The intestinal expansion of TCRγδ+ and disappearance of IL4+ T cells suggest their involvement in the evolution from potential to overt celiac disease

Abstract

Celiac disease (CD) is characterized by a spectrum of intestinal inflammatory lesions. Most patients have villous atrophy (overt-CD), while others have a morphologically normal mucosa, despite the presence of CD-specific autoantibodies (potential-CD). As the mechanism responsible for villous atrophy is not completely elucidated, we investigated biomarkers specific for the different celiac lesions. Phenotype and cytokine production of intestinal mucosa cells were analyzed by flow cytometry in gut biopsies of children with overt- or potential-CD and in healthy controls.
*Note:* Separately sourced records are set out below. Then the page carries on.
//! Maintenance jobs from a shell.
//!
//! Runs the same code as `POST /api/cron/{job}` on the storefront, with the
//! same batch sizes and deadline, and prints the report as JSON.
//!
//! # Usage
//!
//! ```bash
//! synclune-cli jobs list
//! synclune-cli jobs run release-stale-orders
//! ```
//!
//! # Environment Variables
//!
//! - `STOREFRONT_DATABASE_URL` - `PostgreSQL` connection string
//! - `STRIPE_SECRET_KEY` - Needed to expire abandoned checkout sessions
//! - `SMTP_*` - Optional, for account deletion notices
//! - `WEBHOOK_RETENTION_DAYS`, `ACCOUNT_DELETION_GRACE_DAYS`, `JOB_DEADLINE_SECONDS`

use synclune_storefront::config::{ConfigError, EmailConfig, JobsConfig, StripeConfig, get_database_url};
use synclune_storefront::db::create_pool;
use synclune_storefront::services::email::EmailService;
use synclune_storefront::services::jobs::{self, Job, JobContext, JobError, JobReport};
use synclune_storefront::services::stripe::StripeClient;
use thiserror::Error;

/// Errors that can occur while running a job.
#[derive(Debug, Error)]
pub enum JobCommandError {
    #[error(transparent)]
    Config(#[from] ConfigError),

    #[error("Database error: {0}")]
    Database(#[from] sqlx::Error),

    #[error("SMTP error: {0}")]
    Smtp(#[from] lettre::transport::smtp::Error),

    #[error(transparent)]
    Job(#[from] JobError),

    #[error("Could not encode report: {0}")]
    Report(#[from] serde_json::Error),
}

/// Names accepted by `jobs run`.
#[must_use]
pub fn names() -> Vec<&'static str> {
    Job::ALL.iter().map(|job| job.as_str()).collect()
}

/// Run one job and return its report as pretty JSON.
///
/// # Errors
///
/// Returns `JobError::UnknownJob` for an unknown name, or the first error a
/// batch hits.
pub async fn run(name: &str) -> Result<String, JobCommandError> {
    dotenvy::dotenv().ok();

    let job: Job = name.parse()?;

    let database_url = get_database_url("STOREFRONT_DATABASE_URL")?;
    let stripe_config = StripeConfig::from_env(false)?;
    let email_config = EmailConfig::from_env()?;
    let config = JobsConfig::from_env()?;

    let pool = create_pool(&database_url).await?;
    let stripe = StripeClient::new(&stripe_config);
    let email = EmailService::new(email_config.as_ref())?;
    if !email.is_enabled() {
        tracing::warn!("SMTP not configured, job emails disabled");
    }

    tracing::info!(%job, "Running job");
    let report: JobReport = jobs::run(
        job,
        JobContext {
            pool: &pool,
            stripe: &stripe,
            email: &email,
            config,
        },
    )
    .await?;

    if report.timed_out {
        tracing::warn!(processed = report.processed, "Job stopped at its deadline");
    }
    Ok(serde_json::to_string_pretty(&report)?)
}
Density of TCRγδ⁺ T cells was found markedly enhanced in intestinal mucosa of children with overt-CD compared to potential-CD or controls. By contrast, very few IL4⁺ T cells infiltrated the mucosa with villous atrophy compared to morphologically normal mucosa. IL4⁺ T cells were classical CD4⁺ T-helper cells (CD161^- ), producing or not IFN-γ, and negative for IL17A. Our study demonstrated that the transition to villous atrophy in CD patients is characterized by increased density of TCRγδ⁺ T cells, and concomitant disappearance of IL4⁺ cells. These findings suggest that immunomodulatory mechanisms are active in potential-CD to counteract the inflammatory cascade responsible of villous atrophy. Further studies are required to validate the use of IL4⁺ and TCRγδ⁺ T cells as biomarkers of the different CD forms.

Keywords: Celiac disease; Cytokines; Flow cytometry; Intestinal TCRγδ+ T cells; Mucosal immunology.